use serde::Serialize;

use crate::atbat::{AtBatRecord, LineupSlot, ValidationError};
use crate::scoring;

/// Current derived game position: which inning, how many outs, and who
/// bats next.
///
/// Never authoritative storage. It is recomputed from `(events,
/// lineup)` on every change and after every cold start, so two devices
/// replaying the same log always agree. Only `compute` constructs this
/// type.
#[derive(Debug, Clone, PartialEq, Eq, Serialize)]
#[serde(rename_all = "camelCase")]
pub struct InGameState {
    inning: u32,
    outs: u8,
    batter_index: usize,
    batter_player_id: String,
}

impl InGameState {
    /// Current inning, starting at 1.
    pub fn inning(&self) -> u32 {
        self.inning
    }

    /// Outs in the current inning, always 0..=2.
    pub fn outs(&self) -> u8 {
        self.outs
    }

    /// Index into the batting-order-sorted lineup of the batter due up.
    pub fn batter_index(&self) -> usize {
        self.batter_index
    }

    pub fn batter_player_id(&self) -> &str {
        &self.batter_player_id
    }
}

/// Replays the ordered at-bat log against the lineup and returns the
/// current game position.
///
/// Deterministic fold: events are ordered by `(createdAt, seq)` — the
/// locally assigned sequence number breaks clock-resolution ties — and
/// every at-bat advances the batter index regardless of outcome.
/// Accumulated outs roll over into the next inning at 3.
pub fn compute(
    events: &[AtBatRecord],
    lineup: &[LineupSlot],
) -> Result<InGameState, ValidationError> {
    if lineup.is_empty() {
        return Err(ValidationError::EmptyLineup);
    }

    let mut batting_order: Vec<&LineupSlot> = lineup.iter().collect();
    batting_order.sort_by_key(|slot| slot.batting_order);

    let mut ordered: Vec<&AtBatRecord> = events.iter().collect();
    ordered.sort_by_key(|event| event.replay_key());

    let mut inning: u32 = 1;
    let mut outs: u8 = 0;
    let mut batter_index: usize = 0;

    for event in ordered {
        outs += scoring::out_count(&event.result);
        while outs >= 3 {
            inning += 1;
            outs -= 3;
        }
        // Every recorded at-bat advances the batter, outs and hits
        // alike. Courtesy-runner style exceptions are out of scope.
        batter_index = (batter_index + 1) % batting_order.len();
    }

    Ok(InGameState {
        inning,
        outs,
        batter_index,
        batter_player_id: batting_order[batter_index].player_id.clone(),
    })
}

#[cfg(test)]
mod tests {
    use super::*;
    use chrono::{Duration, TimeZone, Utc};
    use rstest::rstest;

    fn lineup(players: &[&str]) -> Vec<LineupSlot> {
        players
            .iter()
            .enumerate()
            .map(|(i, id)| LineupSlot {
                player_id: id.to_string(),
                batting_order: (i + 1) as u32,
            })
            .collect()
    }

    fn event(result: &str, offset_secs: i64, seq: u64) -> AtBatRecord {
        let created = Utc.with_ymd_and_hms(2025, 6, 1, 18, 0, 0).unwrap()
            + Duration::seconds(offset_secs);
        AtBatRecord {
            at_bat_id: format!("ab-{seq}"),
            game_id: "game-1".to_string(),
            player_id: "p1".to_string(),
            team_id: "team-1".to_string(),
            result: result.to_string(),
            inning: 1,
            outs: 0,
            batting_order: None,
            hit_location: None,
            hit_type: None,
            rbis: None,
            created_at: created,
            updated_at: created,
            seq,
        }
    }

    fn events(results: &[&str]) -> Vec<AtBatRecord> {
        results
            .iter()
            .enumerate()
            .map(|(i, r)| event(r, i as i64, i as u64))
            .collect()
    }

    #[test]
    fn empty_lineup_is_a_validation_error() {
        assert_eq!(
            compute(&events(&["K"]), &[]),
            Err(ValidationError::EmptyLineup)
        );
        assert_eq!(compute(&[], &[]), Err(ValidationError::EmptyLineup));
    }

    #[test]
    fn no_events_means_top_of_the_first() {
        let state = compute(&[], &lineup(&["p1", "p2", "p3"])).unwrap();
        assert_eq!(state.inning(), 1);
        assert_eq!(state.outs(), 0);
        assert_eq!(state.batter_index(), 0);
        assert_eq!(state.batter_player_id(), "p1");
    }

    #[test]
    fn strikeout_single_groundout_scenario() {
        // K, 1B, GO: two outs, still inning 1, back to the top of the
        // three-player order.
        let state = compute(&events(&["K", "1B", "GO"]), &lineup(&["p1", "p2", "p3"])).unwrap();
        assert_eq!(state.inning(), 1);
        assert_eq!(state.outs(), 2);
        assert_eq!(state.batter_index(), 0);
        assert_eq!(state.batter_player_id(), "p1");
    }

    #[test]
    fn double_play_adds_two_outs() {
        let state = compute(&events(&["DP"]), &lineup(&["p1", "p2", "p3"])).unwrap();
        assert_eq!(state.inning(), 1);
        assert_eq!(state.outs(), 2);
        assert_eq!(state.batter_index(), 1);
    }

    #[test]
    fn triple_play_rolls_into_next_inning() {
        let state = compute(&events(&["TP"]), &lineup(&["p1", "p2", "p3"])).unwrap();
        assert_eq!(state.inning(), 2);
        assert_eq!(state.outs(), 0);
        assert_eq!(state.batter_index(), 1);
    }

    #[test]
    fn outs_never_exceed_two_in_returned_state() {
        let results = ["K", "GO", "FO", "DP", "TP", "1B", "PO", "LO4", "SAC"];
        for n in 0..results.len() {
            let state = compute(&events(&results[..n]), &lineup(&["p1", "p2"])).unwrap();
            assert!(state.outs() <= 2, "outs overflowed after {n} events");
            assert!(state.inning() >= 1);
        }
    }

    #[rstest]
    #[case(&["1B", "BB", "HR"], 3)]
    #[case(&["K", "K", "K", "K"], 4)]
    #[case(&["1B", "K", "2B", "GO", "HBP"], 5)]
    fn batter_index_is_event_count_mod_lineup_size(#[case] results: &[&str], #[case] n: usize) {
        for lineup_size in 1..=4usize {
            let players: Vec<String> = (0..lineup_size).map(|i| format!("p{i}")).collect();
            let refs: Vec<&str> = players.iter().map(String::as_str).collect();
            let state = compute(&events(results), &lineup(&refs)).unwrap();
            assert_eq!(state.batter_index(), n % lineup_size);
        }
    }

    #[test]
    fn replay_is_pure_and_order_insensitive_to_input_permutation() {
        let lineup = lineup(&["p1", "p2", "p3", "p4"]);
        let mut log = events(&["K", "1B", "DP", "BB", "GO", "HR", "TP"]);

        let expected = compute(&log, &lineup).unwrap();
        log.reverse();
        let replayed = compute(&log, &lineup).unwrap();

        assert_eq!(expected, replayed);
    }

    #[test]
    fn equal_timestamps_fall_back_to_sequence_order() {
        let lineup = lineup(&["p1", "p2", "p3"]);
        // Same created_at; seq decides. TP first would end inning 1
        // immediately; seq order says K then TP.
        let log = vec![event("TP", 0, 1), event("K", 0, 0)];

        let state = compute(&log, &lineup).unwrap();
        assert_eq!(state.inning(), 2);
        assert_eq!(state.outs(), 1);
        assert_eq!(state.batter_index(), 2);
    }

    #[test]
    fn lineup_order_follows_batting_order_not_list_order() {
        let lineup = vec![
            LineupSlot {
                player_id: "cleanup".to_string(),
                batting_order: 4,
            },
            LineupSlot {
                player_id: "leadoff".to_string(),
                batting_order: 1,
            },
            LineupSlot {
                player_id: "second".to_string(),
                batting_order: 2,
            },
            LineupSlot {
                player_id: "third".to_string(),
                batting_order: 3,
            },
        ];

        let state = compute(&events(&["K"]), &lineup).unwrap();
        assert_eq!(state.batter_index(), 1);
        assert_eq!(state.batter_player_id(), "second");
    }
}
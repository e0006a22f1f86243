//! Core Analyzer implementation

use crate::config::AnalyzerConfig;
use crate::error::AnalyzerError;
use crate::extractor::EntityExtractor;
use crate::summarizer::Summarizer;
use newsdesk_domain::{normalize, AnalysisResult, LlmProvider, NormalizedArticle};
use std::sync::Arc;
use tracing::{error, info};

/// The Analyzer runs summarization and entity extraction over one article
///
/// Both backend calls are driven concurrently on the calling task and
/// joined before a result is built. Dropping the future returned by
/// [`Analyzer::analyze`] cancels both calls together.
pub struct Analyzer<L: LlmProvider> {
    summarizer: Summarizer<L>,
    extractor: EntityExtractor<L>,
    config: AnalyzerConfig,
}

impl<L: LlmProvider> Analyzer<L> {
    /// Create a new Analyzer owning the provider
    ///
    /// # Errors
    ///
    /// [`AnalyzerError::Config`] if the configuration is invalid.
    pub fn new(llm_provider: L, config: AnalyzerConfig) -> Result<Self, AnalyzerError> {
        Self::with_shared_provider(Arc::new(llm_provider), config)
    }

    /// Create a new Analyzer over a provider that is shared elsewhere
    ///
    /// # Errors
    ///
    /// [`AnalyzerError::Config`] if the configuration is invalid.
    pub fn with_shared_provider(
        llm_provider: Arc<L>,
        config: AnalyzerConfig,
    ) -> Result<Self, AnalyzerError> {
        config.validate().map_err(AnalyzerError::Config)?;

        Ok(Self {
            summarizer: Summarizer::new(Arc::clone(&llm_provider), &config),
            extractor: EntityExtractor::new(llm_provider, &config),
            config,
        })
    }

    /// The configuration this analyzer was built with
    pub fn config(&self) -> &AnalyzerConfig {
        &self.config
    }

    /// Summarize an article and extract its entities
    ///
    /// The minimum-length check happens before any backend call.
    ///
    /// # Errors
    ///
    /// - [`AnalyzerError::InvalidInput`] if the trimmed article is shorter
    ///   than `min_article_chars`
    /// - [`AnalyzerError::AnalysisFailed`] wrapping the summarizer's error if
    ///   summarization fails; entity extraction failures never surface
    pub async fn analyze(
        &self,
        article: &NormalizedArticle,
    ) -> Result<AnalysisResult, AnalyzerError> {
        let length = article.as_str().trim().chars().count();
        if length < self.config.min_article_chars {
            return Err(AnalyzerError::InvalidInput {
                length,
                minimum: self.config.min_article_chars,
            });
        }

        info!("Starting analysis of {} char article", length);

        let (summary, entities) = tokio::join!(
            self.summarizer.summarize(article),
            self.extractor.extract_entities(article),
        );

        let summary = summary.map_err(|e| {
            error!("Summarization failed: {}", e);
            AnalyzerError::AnalysisFailed(Box::new(e))
        })?;

        info!("Analysis complete: {} entities", entities.len());

        Ok(AnalysisResult::new(summary, entities))
    }

    /// Normalize raw text, then analyze it
    ///
    /// # Errors
    ///
    /// Same as [`Analyzer::analyze`].
    pub async fn analyze_text(&self, raw: &str) -> Result<AnalysisResult, AnalyzerError> {
        self.analyze(&normalize(raw)).await
    }
}
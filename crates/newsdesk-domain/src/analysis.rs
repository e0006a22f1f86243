//! The combined result of one article analysis

use crate::entities::EntityBundle;
use serde::{Deserialize, Serialize};

/// A summary paired with the entities found in the same article
///
/// Only ever built once both the summary and the entity extraction have
/// settled, so a caller never sees one half without the other.
///
/// Serializes as:
///
/// ```json
/// {
///   "summary": "...",
///   "geopolitical_entities": {
///     "countries": [], "nationalities": [], "people": [], "organizations": []
///   }
/// }
/// ```
#[derive(Debug, Clone, PartialEq, Eq, Serialize, Deserialize)]
pub struct AnalysisResult {
    /// Short prose summary of the article
    pub summary: String,

    /// Geopolitical entities mentioned in the article
    #[serde(rename = "geopolitical_entities")]
    pub entities: EntityBundle,
}

impl AnalysisResult {
    /// Pair a summary with its entity bundle
    pub fn new(summary: impl Into<String>, entities: EntityBundle) -> Self {
        Self {
            summary: summary.into(),
            entities,
        }
    }
}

• What the exercise asks:
Restate the data verbatim through the "Never authoritative storage." line.

• Result of this exercise:
use serde::Serialize;

use crate::atbat::{AtBatRecord, LineupSlot, ValidationError};
use crate::scoring;

/// Current derived game position: which inning, how many outs, and who
/// bats next.
///
/// Never authoritative storage. It is recomputed from `(events,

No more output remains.